What the task requires: In the records below, begin at the line containing "use crate::fabric::FabricManager;" and end at the line containing "either an IP"; quote every line in that span exactly, including both boundary lines, and no others.

Data provided:
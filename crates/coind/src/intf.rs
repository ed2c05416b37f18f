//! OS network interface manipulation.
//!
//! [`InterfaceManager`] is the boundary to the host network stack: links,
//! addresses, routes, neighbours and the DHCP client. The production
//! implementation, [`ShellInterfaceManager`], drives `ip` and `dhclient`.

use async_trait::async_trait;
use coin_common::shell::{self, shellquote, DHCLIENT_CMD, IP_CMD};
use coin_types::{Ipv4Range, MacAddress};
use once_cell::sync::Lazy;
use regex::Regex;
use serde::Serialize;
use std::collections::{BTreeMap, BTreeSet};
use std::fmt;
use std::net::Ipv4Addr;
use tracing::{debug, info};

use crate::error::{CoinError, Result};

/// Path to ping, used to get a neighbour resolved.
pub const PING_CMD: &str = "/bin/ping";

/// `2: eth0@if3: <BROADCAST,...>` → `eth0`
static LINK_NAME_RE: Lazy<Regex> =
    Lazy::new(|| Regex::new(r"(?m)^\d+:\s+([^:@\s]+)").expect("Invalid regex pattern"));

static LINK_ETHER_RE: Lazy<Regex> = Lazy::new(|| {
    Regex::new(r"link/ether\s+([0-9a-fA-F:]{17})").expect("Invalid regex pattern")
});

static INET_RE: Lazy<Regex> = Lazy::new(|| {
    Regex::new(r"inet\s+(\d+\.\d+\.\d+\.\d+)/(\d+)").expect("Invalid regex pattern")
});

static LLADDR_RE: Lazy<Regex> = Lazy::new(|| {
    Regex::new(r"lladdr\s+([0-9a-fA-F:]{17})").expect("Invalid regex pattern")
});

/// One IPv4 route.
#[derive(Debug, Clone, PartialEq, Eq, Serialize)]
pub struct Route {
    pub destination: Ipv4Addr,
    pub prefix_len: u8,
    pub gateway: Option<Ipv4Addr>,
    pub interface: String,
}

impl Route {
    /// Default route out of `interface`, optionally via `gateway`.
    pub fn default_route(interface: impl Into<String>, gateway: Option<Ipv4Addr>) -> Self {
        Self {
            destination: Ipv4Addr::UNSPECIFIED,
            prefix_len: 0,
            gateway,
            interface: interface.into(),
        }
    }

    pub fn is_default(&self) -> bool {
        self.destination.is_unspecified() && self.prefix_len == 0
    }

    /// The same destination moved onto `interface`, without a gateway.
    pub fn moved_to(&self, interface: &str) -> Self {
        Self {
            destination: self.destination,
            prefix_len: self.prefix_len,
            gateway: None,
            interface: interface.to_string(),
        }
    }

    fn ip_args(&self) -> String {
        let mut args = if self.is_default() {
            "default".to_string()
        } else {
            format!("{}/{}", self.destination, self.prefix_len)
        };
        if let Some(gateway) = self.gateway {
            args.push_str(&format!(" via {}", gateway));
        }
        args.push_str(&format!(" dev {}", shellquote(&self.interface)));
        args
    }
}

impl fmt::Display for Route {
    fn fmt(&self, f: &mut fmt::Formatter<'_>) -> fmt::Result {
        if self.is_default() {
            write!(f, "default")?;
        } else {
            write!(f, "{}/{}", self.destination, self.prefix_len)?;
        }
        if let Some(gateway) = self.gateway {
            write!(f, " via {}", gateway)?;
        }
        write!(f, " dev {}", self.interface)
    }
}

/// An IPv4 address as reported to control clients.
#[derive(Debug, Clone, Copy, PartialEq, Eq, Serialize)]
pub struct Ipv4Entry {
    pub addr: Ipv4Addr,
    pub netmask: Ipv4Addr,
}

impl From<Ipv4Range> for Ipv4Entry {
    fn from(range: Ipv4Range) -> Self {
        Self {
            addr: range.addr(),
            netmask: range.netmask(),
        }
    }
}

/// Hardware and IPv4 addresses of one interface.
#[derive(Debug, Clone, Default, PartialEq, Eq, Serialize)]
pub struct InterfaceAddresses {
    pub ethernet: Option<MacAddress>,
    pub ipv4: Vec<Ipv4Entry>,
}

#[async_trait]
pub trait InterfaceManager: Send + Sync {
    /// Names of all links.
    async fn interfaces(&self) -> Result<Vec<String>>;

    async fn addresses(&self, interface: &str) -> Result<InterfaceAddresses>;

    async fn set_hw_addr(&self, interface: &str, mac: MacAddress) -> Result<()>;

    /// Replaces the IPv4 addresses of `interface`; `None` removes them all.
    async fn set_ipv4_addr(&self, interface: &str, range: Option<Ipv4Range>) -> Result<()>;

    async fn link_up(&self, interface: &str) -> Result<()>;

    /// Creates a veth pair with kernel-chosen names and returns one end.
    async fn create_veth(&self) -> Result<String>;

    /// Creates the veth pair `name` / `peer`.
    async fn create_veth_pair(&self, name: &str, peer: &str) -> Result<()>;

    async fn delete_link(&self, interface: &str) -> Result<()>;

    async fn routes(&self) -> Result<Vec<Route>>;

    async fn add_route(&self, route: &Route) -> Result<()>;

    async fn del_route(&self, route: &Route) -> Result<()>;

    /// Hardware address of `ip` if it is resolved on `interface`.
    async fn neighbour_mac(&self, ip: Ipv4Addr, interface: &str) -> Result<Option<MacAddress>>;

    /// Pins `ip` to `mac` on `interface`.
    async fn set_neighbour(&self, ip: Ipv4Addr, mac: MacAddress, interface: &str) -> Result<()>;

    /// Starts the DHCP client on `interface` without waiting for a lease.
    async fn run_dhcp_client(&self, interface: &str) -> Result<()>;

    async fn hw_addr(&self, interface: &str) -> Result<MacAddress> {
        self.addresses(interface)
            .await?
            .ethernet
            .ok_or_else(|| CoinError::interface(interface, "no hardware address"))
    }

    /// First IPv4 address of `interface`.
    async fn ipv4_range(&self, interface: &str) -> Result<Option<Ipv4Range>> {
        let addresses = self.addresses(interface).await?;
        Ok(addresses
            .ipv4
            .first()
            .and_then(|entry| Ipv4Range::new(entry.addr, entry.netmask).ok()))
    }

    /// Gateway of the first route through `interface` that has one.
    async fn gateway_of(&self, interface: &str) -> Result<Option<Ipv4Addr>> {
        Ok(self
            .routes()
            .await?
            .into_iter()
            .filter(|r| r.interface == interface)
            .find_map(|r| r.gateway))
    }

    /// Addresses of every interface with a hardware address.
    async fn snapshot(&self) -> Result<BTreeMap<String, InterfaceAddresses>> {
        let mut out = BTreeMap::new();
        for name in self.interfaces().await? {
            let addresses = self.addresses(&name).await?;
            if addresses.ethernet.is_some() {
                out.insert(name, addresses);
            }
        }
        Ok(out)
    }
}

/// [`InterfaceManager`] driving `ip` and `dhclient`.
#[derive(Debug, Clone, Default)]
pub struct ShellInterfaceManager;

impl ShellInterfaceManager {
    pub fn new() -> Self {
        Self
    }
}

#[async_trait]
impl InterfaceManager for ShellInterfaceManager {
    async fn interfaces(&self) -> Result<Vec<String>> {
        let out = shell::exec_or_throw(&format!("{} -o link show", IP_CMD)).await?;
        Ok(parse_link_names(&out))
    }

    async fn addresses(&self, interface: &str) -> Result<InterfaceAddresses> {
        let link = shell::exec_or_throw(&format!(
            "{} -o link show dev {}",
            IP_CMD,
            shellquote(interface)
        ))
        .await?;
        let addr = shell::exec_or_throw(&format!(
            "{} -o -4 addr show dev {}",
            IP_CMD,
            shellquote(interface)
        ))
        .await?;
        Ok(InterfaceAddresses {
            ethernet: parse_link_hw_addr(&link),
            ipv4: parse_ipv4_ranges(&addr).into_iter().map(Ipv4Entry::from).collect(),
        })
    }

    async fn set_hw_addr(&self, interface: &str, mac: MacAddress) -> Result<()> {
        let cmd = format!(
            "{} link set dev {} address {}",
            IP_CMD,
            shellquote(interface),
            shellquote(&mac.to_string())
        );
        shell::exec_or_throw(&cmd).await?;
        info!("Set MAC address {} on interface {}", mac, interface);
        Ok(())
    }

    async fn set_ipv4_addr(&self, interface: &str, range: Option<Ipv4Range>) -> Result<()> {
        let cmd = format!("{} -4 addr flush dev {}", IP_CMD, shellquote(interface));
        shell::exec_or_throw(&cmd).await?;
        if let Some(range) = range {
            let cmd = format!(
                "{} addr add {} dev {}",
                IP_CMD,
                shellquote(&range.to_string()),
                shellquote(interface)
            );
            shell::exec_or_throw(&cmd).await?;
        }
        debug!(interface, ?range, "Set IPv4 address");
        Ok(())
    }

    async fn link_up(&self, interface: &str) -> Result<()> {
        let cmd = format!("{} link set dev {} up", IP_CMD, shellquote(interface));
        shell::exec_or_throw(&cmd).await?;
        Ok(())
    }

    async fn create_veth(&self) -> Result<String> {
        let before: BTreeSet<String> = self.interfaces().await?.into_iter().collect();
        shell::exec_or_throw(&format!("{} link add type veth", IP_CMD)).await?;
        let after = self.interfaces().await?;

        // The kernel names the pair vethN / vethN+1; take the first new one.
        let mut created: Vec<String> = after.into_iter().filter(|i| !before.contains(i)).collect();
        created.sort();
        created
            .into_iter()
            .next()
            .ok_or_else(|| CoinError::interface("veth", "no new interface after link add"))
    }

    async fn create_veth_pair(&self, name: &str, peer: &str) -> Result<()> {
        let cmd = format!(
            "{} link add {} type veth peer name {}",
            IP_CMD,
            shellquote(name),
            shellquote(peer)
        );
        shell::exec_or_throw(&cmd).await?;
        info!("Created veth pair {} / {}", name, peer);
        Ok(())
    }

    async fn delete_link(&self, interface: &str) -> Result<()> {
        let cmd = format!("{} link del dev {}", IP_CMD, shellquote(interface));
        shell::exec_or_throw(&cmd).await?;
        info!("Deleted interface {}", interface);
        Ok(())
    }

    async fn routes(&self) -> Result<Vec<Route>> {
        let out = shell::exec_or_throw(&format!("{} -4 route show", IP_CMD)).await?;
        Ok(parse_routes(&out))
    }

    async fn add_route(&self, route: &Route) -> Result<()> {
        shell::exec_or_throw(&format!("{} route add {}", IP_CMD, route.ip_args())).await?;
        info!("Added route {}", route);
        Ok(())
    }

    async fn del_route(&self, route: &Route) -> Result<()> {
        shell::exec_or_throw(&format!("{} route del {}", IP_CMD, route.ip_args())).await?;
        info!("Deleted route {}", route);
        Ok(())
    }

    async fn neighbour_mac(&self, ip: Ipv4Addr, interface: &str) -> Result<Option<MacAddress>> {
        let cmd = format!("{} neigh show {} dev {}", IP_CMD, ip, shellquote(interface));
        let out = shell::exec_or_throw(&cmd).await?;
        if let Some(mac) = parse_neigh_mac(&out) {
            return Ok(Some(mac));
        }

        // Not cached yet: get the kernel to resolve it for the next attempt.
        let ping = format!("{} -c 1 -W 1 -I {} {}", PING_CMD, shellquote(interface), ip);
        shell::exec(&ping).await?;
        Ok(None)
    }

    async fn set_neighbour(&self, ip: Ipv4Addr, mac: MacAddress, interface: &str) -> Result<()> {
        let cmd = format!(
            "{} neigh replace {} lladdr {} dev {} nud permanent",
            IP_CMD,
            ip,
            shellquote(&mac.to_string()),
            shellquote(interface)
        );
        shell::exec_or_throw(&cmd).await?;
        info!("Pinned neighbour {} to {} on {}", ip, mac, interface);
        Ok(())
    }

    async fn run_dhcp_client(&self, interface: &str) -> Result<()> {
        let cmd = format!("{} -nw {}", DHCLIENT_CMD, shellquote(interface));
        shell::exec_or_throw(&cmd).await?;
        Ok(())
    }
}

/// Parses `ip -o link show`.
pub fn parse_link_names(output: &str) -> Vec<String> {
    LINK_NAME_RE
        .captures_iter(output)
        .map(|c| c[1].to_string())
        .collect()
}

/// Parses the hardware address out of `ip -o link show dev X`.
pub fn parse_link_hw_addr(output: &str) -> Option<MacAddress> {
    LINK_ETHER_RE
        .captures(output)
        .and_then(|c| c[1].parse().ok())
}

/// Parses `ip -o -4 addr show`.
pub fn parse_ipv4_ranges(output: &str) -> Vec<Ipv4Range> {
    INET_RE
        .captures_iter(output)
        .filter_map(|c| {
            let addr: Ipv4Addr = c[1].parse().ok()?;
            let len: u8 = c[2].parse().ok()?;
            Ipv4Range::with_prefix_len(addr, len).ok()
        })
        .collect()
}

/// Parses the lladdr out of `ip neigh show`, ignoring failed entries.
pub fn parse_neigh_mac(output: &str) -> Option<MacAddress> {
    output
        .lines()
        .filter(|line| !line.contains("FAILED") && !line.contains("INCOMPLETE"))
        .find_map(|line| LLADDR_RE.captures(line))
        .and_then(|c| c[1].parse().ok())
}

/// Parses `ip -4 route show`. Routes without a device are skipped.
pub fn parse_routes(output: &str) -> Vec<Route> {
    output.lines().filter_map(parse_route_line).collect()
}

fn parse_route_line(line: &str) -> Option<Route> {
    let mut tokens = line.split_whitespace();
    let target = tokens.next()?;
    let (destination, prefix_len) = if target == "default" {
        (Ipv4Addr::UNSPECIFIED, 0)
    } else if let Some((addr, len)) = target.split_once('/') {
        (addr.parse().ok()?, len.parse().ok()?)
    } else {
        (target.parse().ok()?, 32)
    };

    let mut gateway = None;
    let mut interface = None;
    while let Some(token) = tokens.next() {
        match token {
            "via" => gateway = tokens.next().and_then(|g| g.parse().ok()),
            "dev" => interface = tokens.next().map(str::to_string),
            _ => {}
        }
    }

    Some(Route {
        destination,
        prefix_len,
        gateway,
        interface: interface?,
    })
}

* * *

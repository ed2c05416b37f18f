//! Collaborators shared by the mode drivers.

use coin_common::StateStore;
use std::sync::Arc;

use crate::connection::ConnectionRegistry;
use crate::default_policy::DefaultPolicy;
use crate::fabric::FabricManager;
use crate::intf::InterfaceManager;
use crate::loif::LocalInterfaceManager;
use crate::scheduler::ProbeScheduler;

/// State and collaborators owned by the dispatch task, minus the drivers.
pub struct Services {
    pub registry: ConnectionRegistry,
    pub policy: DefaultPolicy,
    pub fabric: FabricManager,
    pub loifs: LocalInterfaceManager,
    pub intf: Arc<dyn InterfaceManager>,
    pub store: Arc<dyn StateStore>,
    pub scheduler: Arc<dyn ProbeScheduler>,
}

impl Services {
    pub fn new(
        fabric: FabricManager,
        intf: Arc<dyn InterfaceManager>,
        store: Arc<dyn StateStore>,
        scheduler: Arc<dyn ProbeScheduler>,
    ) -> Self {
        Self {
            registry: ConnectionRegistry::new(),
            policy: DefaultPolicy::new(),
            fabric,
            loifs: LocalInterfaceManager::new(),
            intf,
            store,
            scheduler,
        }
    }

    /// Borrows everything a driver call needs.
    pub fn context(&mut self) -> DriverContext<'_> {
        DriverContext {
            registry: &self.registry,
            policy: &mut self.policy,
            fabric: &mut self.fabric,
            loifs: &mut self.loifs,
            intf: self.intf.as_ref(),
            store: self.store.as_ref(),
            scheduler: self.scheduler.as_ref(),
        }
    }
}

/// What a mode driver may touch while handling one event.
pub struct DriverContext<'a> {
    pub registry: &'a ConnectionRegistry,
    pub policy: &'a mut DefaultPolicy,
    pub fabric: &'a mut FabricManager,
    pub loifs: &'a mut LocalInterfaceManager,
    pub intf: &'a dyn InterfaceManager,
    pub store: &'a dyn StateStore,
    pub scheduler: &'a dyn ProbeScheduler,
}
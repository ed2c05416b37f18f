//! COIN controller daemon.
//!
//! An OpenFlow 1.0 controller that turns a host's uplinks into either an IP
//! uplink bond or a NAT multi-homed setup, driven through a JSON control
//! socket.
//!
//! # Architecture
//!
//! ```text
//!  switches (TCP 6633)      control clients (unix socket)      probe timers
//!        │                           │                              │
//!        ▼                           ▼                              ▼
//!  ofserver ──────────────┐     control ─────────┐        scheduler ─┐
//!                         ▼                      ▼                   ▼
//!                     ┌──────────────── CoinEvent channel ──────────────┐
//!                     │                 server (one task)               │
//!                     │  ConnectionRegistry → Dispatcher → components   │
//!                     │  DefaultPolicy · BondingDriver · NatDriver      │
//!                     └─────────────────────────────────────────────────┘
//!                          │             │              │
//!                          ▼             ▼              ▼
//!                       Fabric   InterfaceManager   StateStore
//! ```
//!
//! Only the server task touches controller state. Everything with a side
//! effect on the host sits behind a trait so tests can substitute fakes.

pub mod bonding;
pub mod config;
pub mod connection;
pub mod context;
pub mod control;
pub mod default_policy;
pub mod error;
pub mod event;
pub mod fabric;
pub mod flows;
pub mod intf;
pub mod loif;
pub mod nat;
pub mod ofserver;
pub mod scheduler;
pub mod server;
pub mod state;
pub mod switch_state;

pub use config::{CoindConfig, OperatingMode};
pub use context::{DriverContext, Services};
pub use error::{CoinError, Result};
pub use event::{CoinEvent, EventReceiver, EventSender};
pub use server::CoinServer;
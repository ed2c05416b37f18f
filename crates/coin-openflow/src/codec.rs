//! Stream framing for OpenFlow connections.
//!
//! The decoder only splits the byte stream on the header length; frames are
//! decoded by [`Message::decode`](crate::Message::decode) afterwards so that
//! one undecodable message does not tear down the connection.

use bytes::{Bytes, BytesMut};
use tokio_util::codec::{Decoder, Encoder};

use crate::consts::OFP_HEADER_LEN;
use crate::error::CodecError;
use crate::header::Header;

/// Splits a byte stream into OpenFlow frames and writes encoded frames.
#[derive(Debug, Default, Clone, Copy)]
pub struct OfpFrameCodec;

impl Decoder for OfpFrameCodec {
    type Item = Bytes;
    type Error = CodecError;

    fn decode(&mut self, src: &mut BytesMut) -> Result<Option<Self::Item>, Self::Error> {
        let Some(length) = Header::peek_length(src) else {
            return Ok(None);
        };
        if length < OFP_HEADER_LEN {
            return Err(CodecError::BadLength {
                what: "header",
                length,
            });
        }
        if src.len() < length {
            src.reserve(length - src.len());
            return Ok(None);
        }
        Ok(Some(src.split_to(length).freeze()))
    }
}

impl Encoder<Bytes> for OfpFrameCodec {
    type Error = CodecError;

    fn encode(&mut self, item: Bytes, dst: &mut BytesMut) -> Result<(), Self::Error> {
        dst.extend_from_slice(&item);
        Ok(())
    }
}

Your response:
use crate::fabric::FabricManager;
use crate::intf::InterfaceManager;
use crate::loif::LocalInterfaceManager;
use crate::scheduler::ProbeScheduler;

/// State and collaborators owned by the dispatch task, minus the drivers.
pub struct Services {
    pub registry: ConnectionRegistry,
    pub policy: DefaultPolicy,
    pub fabric: FabricManager,
    pub loifs: LocalInterfaceManager,
    pub intf: Arc<dyn InterfaceManager>,
    pub store: Arc<dyn StateStore>,
    pub scheduler: Arc<dyn ProbeScheduler>,
}

impl Services {
    pub fn new(
        fabric: FabricManager,
        intf: Arc<dyn InterfaceManager>,
        store: Arc<dyn StateStore>,
        scheduler: Arc<dyn ProbeScheduler>,
    ) -> Self {
        Self {
            registry: ConnectionRegistry::new(),
            policy: DefaultPolicy::new(),
            fabric,
            loifs: LocalInterfaceManager::new(),
            intf,
            store,
            scheduler,
        }
    }

    /// Borrows everything a driver call needs.
    pub fn context(&mut self) -> DriverContext<'_> {
        DriverContext {
            registry: &self.registry,
            policy: &mut self.policy,
            fabric: &mut self.fabric,
            loifs: &mut self.loifs,
            intf: self.intf.as_ref(),
            store: self.store.as_ref(),
            scheduler: self.scheduler.as_ref(),
        }
    }
}

/// What a mode driver may touch while handling one event.
pub struct DriverContext<'a> {
    pub registry: &'a ConnectionRegistry,
    pub policy: &'a mut DefaultPolicy,
    pub fabric: &'a mut FabricManager,
    pub loifs: &'a mut LocalInterfaceManager,
    pub intf: &'a dyn InterfaceManager,
    pub store: &'a dyn StateStore,
    pub scheduler: &'a dyn ProbeScheduler,
}
repository ed2c05416b37f18f
//! COIN controller daemon.
//!
//! An OpenFlow 1.0 controller that turns a host's uplinks into either an IP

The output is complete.